A frightening lot. Comparisons to 2000 do not apply. Although, they should in at least one respect: shortly after the deal mania that reached its peak in 2000, a period of calm ensued that had law firms “laying off” associates (they don’t call it that, of course)) and corporate dealmakers fiddling their thumbs. Fortunately, several massive restructurings came to their rescue.

It’s not very popular to talk about a coming downturn. Especially not in Calgary—where people truly should now better. But when, locally, the oil is more precious than gold and, nationally and internationally, deals are counted in tens of billions instead of hundreds of millions, no one has time to think bust.

But they should. At least once in a while. Because the peak we’re at now—even a little slow down may have some of the implications of a full blown bust. So, I have an assignment for you, brilliant legal minds that you are. In-between the incessant buzzing of your Blackberry, the inter-meetings races, and call conferences, try to envision a New Economy. Not a la the information technology revolution—that was just a new industry area grafted onto an existing economic model. But a real New Economy. One which isn’t hurtling towards an effective, world-wide monopoly in just about every key industry area. One in which there are more creative and competitive ways of dealing with competitors than swallowing them up whole.
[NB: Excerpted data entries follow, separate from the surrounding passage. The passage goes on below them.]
use config::{Config, ConfigError, File};
use serde::Deserialize;
use std::path::PathBuf;
use std::time::Duration;

use crate::error::AuthError;

const PLACEHOLDER_DOMAIN: &str = "your-domain.auth0.com";
const PLACEHOLDER_CLIENT_ID: &str = "your-client-id";

#[derive(Debug, Deserialize, Clone)]
pub struct Settings {
    #[serde(default)]
    pub domain: String,

    #[serde(default)]
    pub client_id: String,

    #[serde(default)]
    pub audience: Option<String>,

    #[serde(default = "default_scope")]
    pub scope: String,

    #[serde(default = "default_poll_interval_secs")]
    pub poll_interval_secs: u64,

    #[serde(default = "default_request_timeout_secs")]
    pub request_timeout_secs: u64,

    #[serde(default)]
    pub token_dir: Option<PathBuf>,
}

fn default_scope() -> String {
    "openid profile email".to_string()
}

fn default_poll_interval_secs() -> u64 {
    5
}

fn default_request_timeout_secs() -> u64 {
    10
}

impl Settings {
    pub fn new() -> Result<Self, ConfigError> {
        let config_path =
            std::env::var("STREAMIT_CONFIG").unwrap_or_else(|_| "config.toml".to_string());

        let settings = Config::builder()
            .add_source(File::with_name(&config_path).required(false))
            .add_source(config::Environment::with_prefix("STREAMIT").separator("__"))
            .build()?;

        settings.try_deserialize()
    }

    /// Settings for a provider at `domain`, everything else defaulted.
    pub fn for_provider(domain: impl Into<String>, client_id: impl Into<String>) -> Self {
        Self {
            domain: domain.into(),
            client_id: client_id.into(),
            audience: None,
            scope: default_scope(),
            poll_interval_secs: default_poll_interval_secs(),
            request_timeout_secs: default_request_timeout_secs(),
            token_dir: None,
        }
    }

    pub fn validate(&self) -> Result<(), AuthError> {
        let domain = self.domain.trim();
        if domain.is_empty() || domain == PLACEHOLDER_DOMAIN {
            return Err(AuthError::Configuration(
                "domain is not configured; set STREAMIT__DOMAIN or `domain` in config.toml"
                    .to_string(),
            ));
        }
        let client_id = self.client_id.trim();
        if client_id.is_empty() || client_id == PLACEHOLDER_CLIENT_ID {
            return Err(AuthError::Configuration(
                "client_id is not configured; set STREAMIT__CLIENT_ID or `client_id` in config.toml"
                    .to_string(),
            ));
        }
        if domain.contains("://")
            && !(domain.starts_with("http://") || domain.starts_with("https://"))
        {
            return Err(AuthError::Configuration(
                "domain must be a bare host or an HTTP(S) URL".to_string(),
            ));
        }
        Ok(())
    }

    /// Base URL of the provider, without a trailing slash.
    pub fn provider_url(&self) -> String {
        let domain = self.domain.trim().trim_end_matches('/');
        if domain.starts_with("http://") || domain.starts_with("https://") {
            domain.to_string()
        } else {
            format!("https://{}", domain)
        }
    }

    pub fn poll_interval(&self) -> Duration {
        Duration::from_secs(self.poll_interval_secs.max(1))
    }

    pub fn request_timeout(&self) -> Duration {
        Duration::from_secs(self.request_timeout_secs)
    }
}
One in which management is able to plan on more than a quarterly basis.

I know, I know, I’m a big fat party pooper. ‘Tis the game, and ‘tis the way the game is played. But there’s no reason some brilliant mind couldn’t come up with a new set of rules.

Now, however healthy an ego I’ve had to develop to preserve my sense of self (and my sanity) hanging out with lawyers, I’m not quite arrogant enough to suggest myself as a candidate. But surely, one of you?

And I’m not just calling on the corporate types here. Yes, I confess, I am an m&a lawyer groupie. What can I say, they are the pop stars of the bar, at least when the economy is roarin’. But litigators, however much I tend to ignore them in my daily toils, I understand a few of them have powerful human computers lodged between the ears.

But perhaps I’m still thinking too much in the box. Corporate dealmakers aren’t going to come up with an economic model that unseats the one that makes them who they are, are they? And litigators—well, they’re just too darn unpredictable and prone to arguing, aren’t they? IT lawyers—no, no, I’m just kidding. I’d never ask IT lawyers to pretend to be economists.

I think this might be a job for the intellectual property bar. Yes. Think about it. These are the folks who breezed through medical school while working on a graduate degree in physics, decided to do a doctorate in micomollecularbiochemistry just for fun, and, because all that was just too easy and breezy, picked up a law degree while trying to find the cure for cancer. If anyone could come up with an economic theory to replace the “must grow, must grow at whatever cost” model we’re stuck in now, surely it’s them.

Okay, probably, it should be—will be—an actual economist. But maybe not. They tend to be stuck thinking in old models as well. So I think our IP lawyers have a damn good chance of redrafting the rules of the game.

Go to it, boys and girls, please. Because despite the pools of capital sloshing around the world, despite the private equity funds trolling the globe with suitcases full of cash, and despite the apparent desirability and stability of Canada’s oil sands—and other natural resources—sooner or later we will have to go through an unpleasant tallying of accounts. And I have a niggling feeling it will be sooner than anyone’s predicting, and definitely sooner than anyone wants.

Marzena Czarnecka is a big fat—and paranoid to boot—party pooper from Calgary.